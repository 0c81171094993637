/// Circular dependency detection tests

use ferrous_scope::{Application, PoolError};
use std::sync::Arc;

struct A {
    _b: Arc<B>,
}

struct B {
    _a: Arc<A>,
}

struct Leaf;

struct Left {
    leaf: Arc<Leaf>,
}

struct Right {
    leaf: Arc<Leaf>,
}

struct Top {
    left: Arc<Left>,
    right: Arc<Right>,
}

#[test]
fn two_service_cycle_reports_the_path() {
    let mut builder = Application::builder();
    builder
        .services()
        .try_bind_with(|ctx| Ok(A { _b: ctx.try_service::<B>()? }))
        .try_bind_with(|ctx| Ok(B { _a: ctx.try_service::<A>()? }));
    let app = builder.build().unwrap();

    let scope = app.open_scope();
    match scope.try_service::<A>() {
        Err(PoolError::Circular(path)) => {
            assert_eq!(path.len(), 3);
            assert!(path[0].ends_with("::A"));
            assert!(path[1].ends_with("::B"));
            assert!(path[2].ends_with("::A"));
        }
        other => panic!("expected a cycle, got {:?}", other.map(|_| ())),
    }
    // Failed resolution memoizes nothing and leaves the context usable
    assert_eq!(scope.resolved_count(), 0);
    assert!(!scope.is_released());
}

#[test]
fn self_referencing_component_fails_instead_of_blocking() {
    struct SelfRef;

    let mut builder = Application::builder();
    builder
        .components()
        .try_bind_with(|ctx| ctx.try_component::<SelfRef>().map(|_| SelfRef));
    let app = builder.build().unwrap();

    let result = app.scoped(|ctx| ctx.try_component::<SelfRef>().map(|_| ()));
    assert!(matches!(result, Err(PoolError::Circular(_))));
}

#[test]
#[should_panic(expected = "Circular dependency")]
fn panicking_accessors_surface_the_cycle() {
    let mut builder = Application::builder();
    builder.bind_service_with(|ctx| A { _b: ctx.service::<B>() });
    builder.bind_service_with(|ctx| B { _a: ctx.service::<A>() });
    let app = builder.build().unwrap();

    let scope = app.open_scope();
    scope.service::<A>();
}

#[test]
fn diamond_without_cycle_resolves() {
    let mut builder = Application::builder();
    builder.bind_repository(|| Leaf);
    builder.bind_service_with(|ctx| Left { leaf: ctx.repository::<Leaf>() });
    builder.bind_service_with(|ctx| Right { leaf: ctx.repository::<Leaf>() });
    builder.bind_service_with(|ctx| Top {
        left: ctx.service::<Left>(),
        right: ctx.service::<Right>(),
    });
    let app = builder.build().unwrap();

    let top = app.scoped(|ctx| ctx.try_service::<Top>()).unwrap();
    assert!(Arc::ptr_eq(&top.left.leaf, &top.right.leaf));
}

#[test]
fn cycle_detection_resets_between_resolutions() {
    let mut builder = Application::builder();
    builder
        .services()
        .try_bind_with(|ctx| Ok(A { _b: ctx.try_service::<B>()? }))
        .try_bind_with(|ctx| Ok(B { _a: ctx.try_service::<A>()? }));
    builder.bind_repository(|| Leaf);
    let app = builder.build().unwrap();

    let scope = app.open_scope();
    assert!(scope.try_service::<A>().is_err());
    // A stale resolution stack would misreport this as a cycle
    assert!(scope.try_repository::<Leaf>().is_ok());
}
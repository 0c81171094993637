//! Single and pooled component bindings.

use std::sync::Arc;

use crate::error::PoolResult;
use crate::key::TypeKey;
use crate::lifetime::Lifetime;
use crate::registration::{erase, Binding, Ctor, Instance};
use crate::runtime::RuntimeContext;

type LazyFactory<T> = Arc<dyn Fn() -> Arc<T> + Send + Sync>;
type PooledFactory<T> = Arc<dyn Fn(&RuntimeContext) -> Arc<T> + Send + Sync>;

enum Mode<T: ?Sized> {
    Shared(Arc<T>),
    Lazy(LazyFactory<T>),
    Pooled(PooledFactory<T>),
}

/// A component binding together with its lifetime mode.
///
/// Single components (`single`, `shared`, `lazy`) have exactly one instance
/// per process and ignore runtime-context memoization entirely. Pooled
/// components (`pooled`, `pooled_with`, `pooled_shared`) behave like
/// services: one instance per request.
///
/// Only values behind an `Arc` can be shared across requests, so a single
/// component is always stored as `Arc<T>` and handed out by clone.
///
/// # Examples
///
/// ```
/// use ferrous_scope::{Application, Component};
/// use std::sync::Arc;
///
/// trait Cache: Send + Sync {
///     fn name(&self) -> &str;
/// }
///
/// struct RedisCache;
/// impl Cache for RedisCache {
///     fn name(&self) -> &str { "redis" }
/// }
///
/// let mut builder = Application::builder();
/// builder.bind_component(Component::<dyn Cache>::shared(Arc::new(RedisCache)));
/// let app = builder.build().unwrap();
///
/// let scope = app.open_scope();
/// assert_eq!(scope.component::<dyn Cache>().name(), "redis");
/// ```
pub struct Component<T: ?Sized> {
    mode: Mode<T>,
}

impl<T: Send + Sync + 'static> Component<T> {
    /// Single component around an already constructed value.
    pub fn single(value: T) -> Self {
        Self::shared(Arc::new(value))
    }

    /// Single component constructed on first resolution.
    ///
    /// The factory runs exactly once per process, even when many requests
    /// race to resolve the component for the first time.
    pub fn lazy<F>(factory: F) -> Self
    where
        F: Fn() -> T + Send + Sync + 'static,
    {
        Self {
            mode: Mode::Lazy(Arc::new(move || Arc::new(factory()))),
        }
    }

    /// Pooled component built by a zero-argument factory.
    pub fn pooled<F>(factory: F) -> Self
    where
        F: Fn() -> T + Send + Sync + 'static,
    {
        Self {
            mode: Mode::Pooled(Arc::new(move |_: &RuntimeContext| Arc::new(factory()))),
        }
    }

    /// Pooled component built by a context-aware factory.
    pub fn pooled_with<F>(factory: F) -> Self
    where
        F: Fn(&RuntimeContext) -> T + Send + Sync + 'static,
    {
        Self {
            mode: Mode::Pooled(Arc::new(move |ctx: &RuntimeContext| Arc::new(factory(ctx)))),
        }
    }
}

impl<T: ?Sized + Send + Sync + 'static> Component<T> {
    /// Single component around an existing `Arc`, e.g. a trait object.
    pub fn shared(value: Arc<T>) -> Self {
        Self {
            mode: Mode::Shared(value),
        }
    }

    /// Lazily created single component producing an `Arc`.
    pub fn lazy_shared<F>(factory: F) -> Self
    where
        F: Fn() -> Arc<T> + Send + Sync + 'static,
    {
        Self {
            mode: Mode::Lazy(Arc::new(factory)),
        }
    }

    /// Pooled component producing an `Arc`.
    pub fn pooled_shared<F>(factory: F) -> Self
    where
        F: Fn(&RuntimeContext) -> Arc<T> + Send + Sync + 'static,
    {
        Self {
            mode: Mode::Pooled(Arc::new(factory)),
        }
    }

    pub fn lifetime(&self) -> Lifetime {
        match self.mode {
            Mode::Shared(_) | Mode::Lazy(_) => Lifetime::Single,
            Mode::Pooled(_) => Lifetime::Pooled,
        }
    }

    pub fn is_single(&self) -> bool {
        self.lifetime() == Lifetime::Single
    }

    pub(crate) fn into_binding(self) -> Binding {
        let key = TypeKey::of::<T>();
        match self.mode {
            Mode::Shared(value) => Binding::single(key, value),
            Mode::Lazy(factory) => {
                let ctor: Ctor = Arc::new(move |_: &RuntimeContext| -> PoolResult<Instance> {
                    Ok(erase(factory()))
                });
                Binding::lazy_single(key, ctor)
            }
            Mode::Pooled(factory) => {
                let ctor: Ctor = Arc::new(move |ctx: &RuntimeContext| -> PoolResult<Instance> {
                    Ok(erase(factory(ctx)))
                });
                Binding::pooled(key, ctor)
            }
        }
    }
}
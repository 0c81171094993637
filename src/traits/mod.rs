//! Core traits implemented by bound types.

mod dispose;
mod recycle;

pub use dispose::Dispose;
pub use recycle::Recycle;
--
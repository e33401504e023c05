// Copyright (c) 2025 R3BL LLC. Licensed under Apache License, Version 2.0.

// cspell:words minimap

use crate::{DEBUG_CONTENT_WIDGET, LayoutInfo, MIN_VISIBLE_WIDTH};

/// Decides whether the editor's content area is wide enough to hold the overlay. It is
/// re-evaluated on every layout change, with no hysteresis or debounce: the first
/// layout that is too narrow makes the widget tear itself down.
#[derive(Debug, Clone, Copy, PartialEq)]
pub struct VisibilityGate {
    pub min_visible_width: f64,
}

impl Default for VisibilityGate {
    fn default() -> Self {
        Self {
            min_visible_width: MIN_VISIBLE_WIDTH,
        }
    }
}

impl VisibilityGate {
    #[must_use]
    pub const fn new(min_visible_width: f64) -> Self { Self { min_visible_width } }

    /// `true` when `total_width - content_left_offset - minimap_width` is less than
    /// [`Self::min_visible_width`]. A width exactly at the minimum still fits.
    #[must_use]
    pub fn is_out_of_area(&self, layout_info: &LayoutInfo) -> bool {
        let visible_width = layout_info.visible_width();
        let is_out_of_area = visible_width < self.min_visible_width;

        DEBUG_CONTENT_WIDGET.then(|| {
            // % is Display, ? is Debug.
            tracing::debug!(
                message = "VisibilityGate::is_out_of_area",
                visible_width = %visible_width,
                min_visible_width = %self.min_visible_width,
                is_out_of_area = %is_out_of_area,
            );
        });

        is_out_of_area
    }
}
...
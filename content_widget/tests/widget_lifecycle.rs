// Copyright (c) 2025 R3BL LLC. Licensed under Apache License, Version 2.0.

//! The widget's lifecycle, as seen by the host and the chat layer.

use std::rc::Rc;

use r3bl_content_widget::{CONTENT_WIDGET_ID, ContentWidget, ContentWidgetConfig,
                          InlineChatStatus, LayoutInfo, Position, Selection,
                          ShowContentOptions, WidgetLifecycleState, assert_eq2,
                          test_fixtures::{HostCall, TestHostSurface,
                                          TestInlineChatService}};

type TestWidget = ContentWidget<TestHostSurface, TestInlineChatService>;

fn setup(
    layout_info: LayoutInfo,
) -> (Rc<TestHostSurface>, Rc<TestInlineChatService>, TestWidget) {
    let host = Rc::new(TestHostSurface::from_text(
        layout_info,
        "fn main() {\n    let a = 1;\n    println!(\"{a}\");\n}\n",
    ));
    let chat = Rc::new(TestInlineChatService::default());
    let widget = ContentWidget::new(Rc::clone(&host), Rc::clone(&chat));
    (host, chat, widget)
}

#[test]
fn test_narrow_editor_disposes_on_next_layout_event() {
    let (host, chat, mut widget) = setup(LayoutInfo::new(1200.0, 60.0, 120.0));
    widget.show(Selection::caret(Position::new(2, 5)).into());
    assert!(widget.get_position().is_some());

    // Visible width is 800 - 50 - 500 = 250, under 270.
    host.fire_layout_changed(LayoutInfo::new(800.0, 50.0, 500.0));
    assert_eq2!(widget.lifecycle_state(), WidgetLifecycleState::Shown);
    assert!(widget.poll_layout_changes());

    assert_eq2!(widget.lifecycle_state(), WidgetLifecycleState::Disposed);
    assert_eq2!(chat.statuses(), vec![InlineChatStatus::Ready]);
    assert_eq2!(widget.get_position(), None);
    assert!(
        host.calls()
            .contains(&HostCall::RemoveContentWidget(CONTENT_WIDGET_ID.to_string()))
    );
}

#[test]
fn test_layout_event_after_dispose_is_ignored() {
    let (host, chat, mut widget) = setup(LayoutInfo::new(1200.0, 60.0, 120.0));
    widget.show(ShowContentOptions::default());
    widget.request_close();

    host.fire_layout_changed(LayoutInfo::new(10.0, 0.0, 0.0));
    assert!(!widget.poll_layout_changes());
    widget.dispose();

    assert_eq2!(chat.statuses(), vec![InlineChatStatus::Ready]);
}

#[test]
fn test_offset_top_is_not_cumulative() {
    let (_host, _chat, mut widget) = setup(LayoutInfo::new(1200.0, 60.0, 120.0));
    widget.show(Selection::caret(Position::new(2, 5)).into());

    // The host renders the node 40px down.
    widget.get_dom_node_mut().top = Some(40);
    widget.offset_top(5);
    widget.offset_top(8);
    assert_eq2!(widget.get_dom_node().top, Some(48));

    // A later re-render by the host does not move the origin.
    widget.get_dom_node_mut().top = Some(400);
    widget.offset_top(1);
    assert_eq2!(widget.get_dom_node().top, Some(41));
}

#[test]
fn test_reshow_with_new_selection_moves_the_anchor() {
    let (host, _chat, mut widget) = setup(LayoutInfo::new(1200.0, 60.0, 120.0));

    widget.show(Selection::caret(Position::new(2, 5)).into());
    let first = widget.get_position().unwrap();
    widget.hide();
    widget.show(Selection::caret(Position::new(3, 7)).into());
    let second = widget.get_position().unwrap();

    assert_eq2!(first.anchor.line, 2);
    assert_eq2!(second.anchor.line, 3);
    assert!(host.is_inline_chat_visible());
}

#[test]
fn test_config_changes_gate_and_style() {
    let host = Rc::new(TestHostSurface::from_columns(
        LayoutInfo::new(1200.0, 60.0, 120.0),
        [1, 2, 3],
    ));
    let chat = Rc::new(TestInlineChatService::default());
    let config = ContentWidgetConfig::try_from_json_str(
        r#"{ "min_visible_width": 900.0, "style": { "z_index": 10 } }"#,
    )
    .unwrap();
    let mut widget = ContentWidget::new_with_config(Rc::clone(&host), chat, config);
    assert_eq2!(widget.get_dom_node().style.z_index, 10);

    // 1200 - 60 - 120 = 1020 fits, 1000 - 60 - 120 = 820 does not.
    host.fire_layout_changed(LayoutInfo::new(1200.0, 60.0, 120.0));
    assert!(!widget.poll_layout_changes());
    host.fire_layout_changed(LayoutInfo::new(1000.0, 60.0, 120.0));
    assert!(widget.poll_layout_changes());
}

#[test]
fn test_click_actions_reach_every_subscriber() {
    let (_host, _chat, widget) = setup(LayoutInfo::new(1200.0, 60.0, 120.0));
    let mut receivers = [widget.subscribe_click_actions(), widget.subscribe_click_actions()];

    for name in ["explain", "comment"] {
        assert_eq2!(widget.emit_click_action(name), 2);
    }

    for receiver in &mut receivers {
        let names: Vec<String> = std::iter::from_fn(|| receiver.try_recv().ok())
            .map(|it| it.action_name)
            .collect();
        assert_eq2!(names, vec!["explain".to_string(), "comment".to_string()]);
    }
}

Exercise aim
From the material above, set down exactly the lines starting at the one with "move the origin." and ending at the one with "let mut receivers", end lines included.

Solution to this problem
    // A later re-render by the host does not move the origin.
    widget.get_dom_node_mut().top = Some(400);
    widget.offset_top(1);
    assert_eq2!(widget.get_dom_node().top, Some(41));
}

#[test]
fn test_reshow_with_new_selection_moves_the_anchor() {
    let (host, _chat, mut widget) = setup(LayoutInfo::new(1200.0, 60.0, 120.0));

    widget.show(Selection::caret(Position::new(2, 5)).into());
    let first = widget.get_position().unwrap();
    widget.hide();
    widget.show(Selection::caret(Position::new(3, 7)).into());
    let second = widget.get_position().unwrap();

    assert_eq2!(first.anchor.line, 2);
    assert_eq2!(second.anchor.line, 3);
    assert!(host.is_inline_chat_visible());
}

#[test]
fn test_config_changes_gate_and_style() {
    let host = Rc::new(TestHostSurface::from_columns(
        LayoutInfo::new(1200.0, 60.0, 120.0),
        [1, 2, 3],
    ));
    let chat = Rc::new(TestInlineChatService::default());
    let config = ContentWidgetConfig::try_from_json_str(
        r#"{ "min_visible_width": 900.0, "style": { "z_index": 10 } }"#,
    )
    .unwrap();
    let mut widget = ContentWidget::new_with_config(Rc::clone(&host), chat, config);
    assert_eq2!(widget.get_dom_node().style.z_index, 10);

    // 1200 - 60 - 120 = 1020 fits, 1000 - 60 - 120 = 820 does not.
    host.fire_layout_changed(LayoutInfo::new(1200.0, 60.0, 120.0));
    assert!(!widget.poll_layout_changes());
    host.fire_layout_changed(LayoutInfo::new(1000.0, 60.0, 120.0));
    assert!(widget.poll_layout_changes());
}

#[test]
fn test_click_actions_reach_every_subscriber() {
    let (_host, _chat, widget) = setup(LayoutInfo::new(1200.0, 60.0, 120.0));
    let mut receivers = [widget.subscribe_click_actions(), widget.subscribe_click_actions()];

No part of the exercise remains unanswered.